* **Task directions**
List the lines of this listing that hold the word "impl".

START Data for review

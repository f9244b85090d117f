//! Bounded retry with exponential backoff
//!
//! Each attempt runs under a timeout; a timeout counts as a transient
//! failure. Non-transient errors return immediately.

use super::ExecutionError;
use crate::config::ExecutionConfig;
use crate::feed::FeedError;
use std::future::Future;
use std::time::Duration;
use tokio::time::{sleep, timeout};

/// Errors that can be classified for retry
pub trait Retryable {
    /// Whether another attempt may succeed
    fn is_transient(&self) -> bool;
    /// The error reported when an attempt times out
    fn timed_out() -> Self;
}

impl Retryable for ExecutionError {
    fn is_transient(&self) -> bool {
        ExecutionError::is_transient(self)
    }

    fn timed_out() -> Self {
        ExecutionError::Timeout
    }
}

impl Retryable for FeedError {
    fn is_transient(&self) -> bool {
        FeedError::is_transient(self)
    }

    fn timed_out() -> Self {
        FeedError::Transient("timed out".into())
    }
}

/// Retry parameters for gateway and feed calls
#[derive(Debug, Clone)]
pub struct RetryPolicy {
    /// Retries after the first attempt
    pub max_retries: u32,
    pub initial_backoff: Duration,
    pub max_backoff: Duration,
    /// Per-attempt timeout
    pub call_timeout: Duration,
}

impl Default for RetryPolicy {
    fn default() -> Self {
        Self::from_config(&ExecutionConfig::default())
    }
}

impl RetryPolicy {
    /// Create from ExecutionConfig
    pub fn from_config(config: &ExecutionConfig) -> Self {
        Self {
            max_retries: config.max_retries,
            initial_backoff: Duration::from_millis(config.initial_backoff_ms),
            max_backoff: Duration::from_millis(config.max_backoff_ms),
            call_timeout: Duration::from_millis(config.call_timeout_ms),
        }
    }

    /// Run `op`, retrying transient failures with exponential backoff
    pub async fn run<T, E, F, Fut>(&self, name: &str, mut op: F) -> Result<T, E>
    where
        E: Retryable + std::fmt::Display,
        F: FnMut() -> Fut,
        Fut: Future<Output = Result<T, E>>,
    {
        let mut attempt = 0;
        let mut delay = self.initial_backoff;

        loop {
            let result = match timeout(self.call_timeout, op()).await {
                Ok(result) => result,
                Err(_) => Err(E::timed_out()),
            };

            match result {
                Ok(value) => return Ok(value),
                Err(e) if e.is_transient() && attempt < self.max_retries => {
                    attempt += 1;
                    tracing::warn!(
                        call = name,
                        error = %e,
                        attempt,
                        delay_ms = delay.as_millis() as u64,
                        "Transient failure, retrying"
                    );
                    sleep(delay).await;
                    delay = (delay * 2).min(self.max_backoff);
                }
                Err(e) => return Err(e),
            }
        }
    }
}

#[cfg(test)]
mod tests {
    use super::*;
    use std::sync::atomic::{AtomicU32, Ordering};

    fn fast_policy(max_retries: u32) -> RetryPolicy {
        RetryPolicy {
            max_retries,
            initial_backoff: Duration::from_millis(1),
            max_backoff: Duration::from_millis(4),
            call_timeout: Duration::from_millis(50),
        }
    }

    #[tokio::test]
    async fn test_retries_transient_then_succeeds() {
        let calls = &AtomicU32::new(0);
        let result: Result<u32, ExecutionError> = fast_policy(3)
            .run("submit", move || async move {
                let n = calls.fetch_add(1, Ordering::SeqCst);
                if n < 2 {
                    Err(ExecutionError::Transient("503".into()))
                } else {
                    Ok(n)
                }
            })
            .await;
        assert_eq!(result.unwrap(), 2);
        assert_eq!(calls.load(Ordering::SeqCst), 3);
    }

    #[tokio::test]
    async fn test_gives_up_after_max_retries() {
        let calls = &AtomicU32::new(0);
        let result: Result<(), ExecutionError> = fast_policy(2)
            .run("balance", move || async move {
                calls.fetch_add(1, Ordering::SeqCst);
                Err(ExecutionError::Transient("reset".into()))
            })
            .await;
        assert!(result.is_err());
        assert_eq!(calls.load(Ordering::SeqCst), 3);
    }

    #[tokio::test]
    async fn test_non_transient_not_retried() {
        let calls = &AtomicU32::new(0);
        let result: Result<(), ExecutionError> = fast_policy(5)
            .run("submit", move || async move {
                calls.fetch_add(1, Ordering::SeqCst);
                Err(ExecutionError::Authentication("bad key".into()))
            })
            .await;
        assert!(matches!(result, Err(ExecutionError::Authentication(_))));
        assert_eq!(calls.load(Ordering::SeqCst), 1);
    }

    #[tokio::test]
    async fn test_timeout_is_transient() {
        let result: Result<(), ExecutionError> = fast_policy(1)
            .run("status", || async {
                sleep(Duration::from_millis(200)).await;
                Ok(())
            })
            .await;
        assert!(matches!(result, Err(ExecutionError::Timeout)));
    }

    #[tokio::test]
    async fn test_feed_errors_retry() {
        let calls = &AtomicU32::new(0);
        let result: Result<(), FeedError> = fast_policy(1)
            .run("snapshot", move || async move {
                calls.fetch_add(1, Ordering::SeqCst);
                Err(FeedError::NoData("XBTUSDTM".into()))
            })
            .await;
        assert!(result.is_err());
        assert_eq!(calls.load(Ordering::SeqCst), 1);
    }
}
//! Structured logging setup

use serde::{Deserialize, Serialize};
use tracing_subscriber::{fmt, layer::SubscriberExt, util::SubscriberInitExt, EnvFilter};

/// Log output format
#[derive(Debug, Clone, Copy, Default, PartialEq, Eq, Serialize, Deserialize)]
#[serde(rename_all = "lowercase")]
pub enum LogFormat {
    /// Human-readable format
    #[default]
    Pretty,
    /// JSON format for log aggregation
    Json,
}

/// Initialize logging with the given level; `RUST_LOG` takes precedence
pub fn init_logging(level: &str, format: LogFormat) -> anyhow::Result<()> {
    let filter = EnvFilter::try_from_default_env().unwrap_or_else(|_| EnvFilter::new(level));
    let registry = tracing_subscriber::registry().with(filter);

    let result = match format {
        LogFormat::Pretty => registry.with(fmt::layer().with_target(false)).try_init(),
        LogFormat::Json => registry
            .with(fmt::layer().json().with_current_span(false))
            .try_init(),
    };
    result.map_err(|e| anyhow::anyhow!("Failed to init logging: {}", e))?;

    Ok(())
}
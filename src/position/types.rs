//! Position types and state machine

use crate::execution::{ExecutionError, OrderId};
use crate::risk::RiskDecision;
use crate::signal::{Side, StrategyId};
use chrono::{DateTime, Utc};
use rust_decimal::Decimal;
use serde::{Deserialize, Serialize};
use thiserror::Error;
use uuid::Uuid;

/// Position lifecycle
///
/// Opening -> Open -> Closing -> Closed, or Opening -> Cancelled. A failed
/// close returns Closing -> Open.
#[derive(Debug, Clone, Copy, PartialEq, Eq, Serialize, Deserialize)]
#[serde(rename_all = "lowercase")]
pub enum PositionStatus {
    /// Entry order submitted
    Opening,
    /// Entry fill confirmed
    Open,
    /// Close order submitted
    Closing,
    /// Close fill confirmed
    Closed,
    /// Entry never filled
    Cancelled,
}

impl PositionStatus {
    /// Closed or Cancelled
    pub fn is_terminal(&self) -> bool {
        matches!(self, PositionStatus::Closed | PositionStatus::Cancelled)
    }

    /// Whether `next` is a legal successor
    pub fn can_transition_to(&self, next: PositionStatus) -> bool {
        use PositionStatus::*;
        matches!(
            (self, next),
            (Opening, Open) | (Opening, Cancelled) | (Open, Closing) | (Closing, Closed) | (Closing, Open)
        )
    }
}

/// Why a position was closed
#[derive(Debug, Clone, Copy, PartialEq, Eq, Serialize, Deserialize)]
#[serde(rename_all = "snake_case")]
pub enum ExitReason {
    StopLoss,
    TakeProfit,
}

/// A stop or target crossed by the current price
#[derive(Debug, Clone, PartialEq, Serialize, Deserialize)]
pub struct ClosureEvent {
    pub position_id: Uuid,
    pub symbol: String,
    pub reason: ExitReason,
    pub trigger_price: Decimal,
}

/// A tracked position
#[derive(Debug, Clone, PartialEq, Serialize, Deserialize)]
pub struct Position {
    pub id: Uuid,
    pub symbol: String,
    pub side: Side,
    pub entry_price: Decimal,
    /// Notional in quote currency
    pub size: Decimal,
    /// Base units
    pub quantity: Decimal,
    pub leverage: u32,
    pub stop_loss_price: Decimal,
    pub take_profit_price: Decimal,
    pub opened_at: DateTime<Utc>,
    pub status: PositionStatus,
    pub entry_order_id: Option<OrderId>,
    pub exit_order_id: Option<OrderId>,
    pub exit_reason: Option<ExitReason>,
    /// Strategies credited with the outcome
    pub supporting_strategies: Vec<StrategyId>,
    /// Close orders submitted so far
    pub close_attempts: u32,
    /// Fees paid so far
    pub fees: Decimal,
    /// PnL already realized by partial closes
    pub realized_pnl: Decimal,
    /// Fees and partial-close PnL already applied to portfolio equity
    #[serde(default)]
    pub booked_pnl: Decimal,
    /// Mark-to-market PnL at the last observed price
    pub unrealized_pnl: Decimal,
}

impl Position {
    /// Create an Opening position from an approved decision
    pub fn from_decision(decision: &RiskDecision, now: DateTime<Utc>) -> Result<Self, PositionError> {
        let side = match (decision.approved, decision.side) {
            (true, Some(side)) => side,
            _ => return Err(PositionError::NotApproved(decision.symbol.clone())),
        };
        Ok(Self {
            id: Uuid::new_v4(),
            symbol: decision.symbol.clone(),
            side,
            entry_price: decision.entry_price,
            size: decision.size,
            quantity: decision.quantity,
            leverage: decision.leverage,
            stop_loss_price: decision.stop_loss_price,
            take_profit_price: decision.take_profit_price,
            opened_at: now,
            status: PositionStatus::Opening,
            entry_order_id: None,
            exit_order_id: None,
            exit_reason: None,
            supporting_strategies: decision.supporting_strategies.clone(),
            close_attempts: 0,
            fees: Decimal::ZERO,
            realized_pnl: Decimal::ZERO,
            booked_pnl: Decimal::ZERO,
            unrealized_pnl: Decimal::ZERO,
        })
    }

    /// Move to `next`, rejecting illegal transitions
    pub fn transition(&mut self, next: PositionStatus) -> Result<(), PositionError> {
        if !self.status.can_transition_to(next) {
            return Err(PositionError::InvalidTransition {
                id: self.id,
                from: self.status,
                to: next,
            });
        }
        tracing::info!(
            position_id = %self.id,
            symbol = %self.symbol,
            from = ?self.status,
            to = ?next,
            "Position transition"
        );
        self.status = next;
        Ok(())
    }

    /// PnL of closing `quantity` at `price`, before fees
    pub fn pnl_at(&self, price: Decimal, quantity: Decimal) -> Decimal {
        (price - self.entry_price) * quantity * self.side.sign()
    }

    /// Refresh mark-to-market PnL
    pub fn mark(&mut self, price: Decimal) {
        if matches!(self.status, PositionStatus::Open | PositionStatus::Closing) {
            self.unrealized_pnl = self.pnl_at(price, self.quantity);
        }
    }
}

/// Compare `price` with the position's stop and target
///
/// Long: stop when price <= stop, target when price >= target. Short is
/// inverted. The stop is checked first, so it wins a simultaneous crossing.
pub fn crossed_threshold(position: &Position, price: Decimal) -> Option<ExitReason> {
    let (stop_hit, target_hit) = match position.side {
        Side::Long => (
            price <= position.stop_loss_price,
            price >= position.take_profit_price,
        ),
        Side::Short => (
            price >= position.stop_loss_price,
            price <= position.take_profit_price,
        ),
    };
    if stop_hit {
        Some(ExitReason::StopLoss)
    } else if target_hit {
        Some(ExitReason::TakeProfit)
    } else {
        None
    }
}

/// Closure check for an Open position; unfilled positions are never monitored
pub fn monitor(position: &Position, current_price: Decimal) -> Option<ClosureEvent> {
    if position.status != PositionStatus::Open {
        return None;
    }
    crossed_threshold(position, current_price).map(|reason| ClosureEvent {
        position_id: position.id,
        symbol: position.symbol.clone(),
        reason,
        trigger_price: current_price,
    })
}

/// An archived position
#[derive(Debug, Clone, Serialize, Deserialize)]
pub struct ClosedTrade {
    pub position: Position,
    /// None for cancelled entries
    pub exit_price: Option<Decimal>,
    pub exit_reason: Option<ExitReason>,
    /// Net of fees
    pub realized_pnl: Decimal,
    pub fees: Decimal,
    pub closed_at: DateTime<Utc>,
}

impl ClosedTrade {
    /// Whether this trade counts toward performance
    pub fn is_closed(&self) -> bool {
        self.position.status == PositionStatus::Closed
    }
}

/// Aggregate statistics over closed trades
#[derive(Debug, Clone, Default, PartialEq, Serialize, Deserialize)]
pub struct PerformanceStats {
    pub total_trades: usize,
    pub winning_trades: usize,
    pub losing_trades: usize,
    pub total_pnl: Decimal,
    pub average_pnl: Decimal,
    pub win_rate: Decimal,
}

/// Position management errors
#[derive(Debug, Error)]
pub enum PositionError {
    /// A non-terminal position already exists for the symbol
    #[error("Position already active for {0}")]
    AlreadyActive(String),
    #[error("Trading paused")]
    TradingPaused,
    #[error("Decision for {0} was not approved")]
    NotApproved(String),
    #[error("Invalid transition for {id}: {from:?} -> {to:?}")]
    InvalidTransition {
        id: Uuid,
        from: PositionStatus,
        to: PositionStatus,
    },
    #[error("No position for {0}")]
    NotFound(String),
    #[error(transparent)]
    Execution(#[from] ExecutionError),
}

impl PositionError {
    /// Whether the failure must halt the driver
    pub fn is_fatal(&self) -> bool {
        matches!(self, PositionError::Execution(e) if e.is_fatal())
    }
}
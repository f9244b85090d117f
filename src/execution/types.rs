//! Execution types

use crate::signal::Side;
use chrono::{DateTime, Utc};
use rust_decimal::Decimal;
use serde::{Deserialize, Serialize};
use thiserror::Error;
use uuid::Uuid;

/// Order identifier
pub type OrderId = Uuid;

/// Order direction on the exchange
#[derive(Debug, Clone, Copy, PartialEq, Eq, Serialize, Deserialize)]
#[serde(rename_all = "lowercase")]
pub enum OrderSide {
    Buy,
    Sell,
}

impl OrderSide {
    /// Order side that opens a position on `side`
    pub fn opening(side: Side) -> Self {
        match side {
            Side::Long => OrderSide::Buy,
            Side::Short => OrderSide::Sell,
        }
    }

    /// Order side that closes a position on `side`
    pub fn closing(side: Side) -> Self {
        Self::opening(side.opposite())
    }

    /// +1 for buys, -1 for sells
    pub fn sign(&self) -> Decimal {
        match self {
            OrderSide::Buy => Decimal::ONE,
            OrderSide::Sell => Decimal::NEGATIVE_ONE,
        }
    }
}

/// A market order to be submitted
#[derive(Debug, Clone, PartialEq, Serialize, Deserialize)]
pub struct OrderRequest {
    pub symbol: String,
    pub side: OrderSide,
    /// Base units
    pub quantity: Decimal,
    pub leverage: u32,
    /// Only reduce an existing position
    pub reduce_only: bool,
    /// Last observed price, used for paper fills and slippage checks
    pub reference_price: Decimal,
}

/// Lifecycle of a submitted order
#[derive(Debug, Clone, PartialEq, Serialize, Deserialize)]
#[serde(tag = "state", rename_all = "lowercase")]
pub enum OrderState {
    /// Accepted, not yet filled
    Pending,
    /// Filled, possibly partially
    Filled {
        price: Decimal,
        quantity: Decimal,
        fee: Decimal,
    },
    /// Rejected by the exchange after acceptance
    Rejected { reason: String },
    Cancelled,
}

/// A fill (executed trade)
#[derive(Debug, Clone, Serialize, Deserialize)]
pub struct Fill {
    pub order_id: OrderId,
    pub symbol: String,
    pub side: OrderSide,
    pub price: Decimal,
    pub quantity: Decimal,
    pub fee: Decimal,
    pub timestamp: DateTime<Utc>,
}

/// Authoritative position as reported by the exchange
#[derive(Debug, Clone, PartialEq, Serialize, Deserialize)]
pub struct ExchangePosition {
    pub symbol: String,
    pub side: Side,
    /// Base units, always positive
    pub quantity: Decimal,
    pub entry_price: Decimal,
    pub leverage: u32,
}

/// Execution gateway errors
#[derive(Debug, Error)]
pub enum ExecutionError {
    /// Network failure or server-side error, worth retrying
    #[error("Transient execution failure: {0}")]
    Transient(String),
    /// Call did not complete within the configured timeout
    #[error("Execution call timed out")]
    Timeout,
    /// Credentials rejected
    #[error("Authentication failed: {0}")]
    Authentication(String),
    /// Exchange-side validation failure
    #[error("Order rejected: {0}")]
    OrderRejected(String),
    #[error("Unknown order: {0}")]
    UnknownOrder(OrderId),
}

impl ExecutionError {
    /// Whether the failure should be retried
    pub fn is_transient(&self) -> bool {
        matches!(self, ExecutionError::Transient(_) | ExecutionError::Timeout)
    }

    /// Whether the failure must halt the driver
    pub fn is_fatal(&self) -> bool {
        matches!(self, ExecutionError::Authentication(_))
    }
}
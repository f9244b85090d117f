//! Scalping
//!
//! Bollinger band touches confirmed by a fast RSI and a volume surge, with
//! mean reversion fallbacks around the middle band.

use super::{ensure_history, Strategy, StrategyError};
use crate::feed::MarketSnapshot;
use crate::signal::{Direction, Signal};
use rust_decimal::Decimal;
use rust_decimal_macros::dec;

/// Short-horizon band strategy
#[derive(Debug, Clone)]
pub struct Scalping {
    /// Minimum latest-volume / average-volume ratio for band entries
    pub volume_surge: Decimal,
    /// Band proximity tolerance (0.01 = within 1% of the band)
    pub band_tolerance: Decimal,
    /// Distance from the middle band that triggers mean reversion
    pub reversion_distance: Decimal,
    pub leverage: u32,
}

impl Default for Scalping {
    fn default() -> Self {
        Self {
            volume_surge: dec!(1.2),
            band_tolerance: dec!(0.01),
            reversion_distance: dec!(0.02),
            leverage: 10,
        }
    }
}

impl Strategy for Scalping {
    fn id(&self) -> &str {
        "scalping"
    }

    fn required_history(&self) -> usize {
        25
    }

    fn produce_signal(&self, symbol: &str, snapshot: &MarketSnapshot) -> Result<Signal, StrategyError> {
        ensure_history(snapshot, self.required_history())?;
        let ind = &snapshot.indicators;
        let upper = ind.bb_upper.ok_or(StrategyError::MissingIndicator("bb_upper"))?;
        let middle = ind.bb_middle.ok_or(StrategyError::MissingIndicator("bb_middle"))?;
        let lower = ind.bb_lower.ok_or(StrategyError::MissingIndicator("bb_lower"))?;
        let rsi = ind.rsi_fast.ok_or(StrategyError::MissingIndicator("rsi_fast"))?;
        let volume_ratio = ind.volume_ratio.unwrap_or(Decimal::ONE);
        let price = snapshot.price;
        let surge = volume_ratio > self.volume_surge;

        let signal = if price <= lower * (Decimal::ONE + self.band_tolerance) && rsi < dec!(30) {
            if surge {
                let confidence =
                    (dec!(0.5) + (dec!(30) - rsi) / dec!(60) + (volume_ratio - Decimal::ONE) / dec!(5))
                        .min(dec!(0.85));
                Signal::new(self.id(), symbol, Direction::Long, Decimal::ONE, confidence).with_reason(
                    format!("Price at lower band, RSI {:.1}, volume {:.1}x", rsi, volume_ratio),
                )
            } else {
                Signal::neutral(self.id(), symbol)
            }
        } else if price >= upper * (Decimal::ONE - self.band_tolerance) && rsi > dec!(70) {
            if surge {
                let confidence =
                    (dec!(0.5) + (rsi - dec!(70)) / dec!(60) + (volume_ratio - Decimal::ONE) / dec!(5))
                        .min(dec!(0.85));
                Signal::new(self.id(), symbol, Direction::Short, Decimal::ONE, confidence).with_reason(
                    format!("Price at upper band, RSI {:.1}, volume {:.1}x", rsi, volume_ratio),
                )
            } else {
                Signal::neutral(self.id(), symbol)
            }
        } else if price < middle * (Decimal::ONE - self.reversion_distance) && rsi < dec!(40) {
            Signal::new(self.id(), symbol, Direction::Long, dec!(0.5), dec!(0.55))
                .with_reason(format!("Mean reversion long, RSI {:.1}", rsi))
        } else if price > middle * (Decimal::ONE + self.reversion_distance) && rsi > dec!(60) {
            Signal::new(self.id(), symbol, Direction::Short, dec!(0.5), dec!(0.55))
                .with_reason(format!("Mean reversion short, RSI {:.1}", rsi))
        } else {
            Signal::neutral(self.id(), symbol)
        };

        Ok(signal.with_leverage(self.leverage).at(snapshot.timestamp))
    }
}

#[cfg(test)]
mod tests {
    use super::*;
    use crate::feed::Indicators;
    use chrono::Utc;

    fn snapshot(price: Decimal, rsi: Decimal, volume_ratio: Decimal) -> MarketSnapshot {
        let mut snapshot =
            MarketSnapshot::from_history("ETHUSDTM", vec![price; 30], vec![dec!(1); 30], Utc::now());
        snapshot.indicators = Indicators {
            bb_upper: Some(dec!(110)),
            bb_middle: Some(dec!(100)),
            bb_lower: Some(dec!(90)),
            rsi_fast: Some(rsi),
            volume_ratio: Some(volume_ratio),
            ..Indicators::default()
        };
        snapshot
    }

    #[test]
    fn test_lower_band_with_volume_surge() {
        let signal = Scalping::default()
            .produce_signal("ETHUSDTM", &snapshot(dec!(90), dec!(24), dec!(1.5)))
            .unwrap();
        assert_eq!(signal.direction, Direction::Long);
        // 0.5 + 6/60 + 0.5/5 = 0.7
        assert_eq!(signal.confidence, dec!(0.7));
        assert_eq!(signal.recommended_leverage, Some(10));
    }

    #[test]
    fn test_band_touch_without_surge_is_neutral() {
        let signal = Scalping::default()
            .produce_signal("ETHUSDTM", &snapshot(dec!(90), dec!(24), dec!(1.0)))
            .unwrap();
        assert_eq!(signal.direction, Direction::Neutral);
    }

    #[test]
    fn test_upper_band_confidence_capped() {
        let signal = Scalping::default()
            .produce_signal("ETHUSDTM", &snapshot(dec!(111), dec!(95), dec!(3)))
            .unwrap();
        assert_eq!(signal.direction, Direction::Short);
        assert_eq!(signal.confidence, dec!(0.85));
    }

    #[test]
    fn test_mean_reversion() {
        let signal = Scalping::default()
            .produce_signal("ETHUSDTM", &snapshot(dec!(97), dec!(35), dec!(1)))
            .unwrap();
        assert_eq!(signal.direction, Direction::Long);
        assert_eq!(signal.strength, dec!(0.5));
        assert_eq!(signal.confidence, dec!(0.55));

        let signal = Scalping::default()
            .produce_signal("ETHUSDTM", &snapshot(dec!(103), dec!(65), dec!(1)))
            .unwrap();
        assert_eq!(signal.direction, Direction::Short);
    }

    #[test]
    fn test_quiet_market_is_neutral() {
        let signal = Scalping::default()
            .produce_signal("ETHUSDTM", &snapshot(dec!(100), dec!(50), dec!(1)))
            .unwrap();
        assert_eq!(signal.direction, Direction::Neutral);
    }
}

END Data for review

* **Answer below**
impl Retryable for ExecutionError {
impl Retryable for FeedError {
impl Default for RetryPolicy {
impl RetryPolicy {
impl PositionStatus {
impl Position {
impl ClosedTrade {
impl PositionError {
impl OrderSide {
impl ExecutionError {
impl Default for Scalping {
impl Strategy for Scalping {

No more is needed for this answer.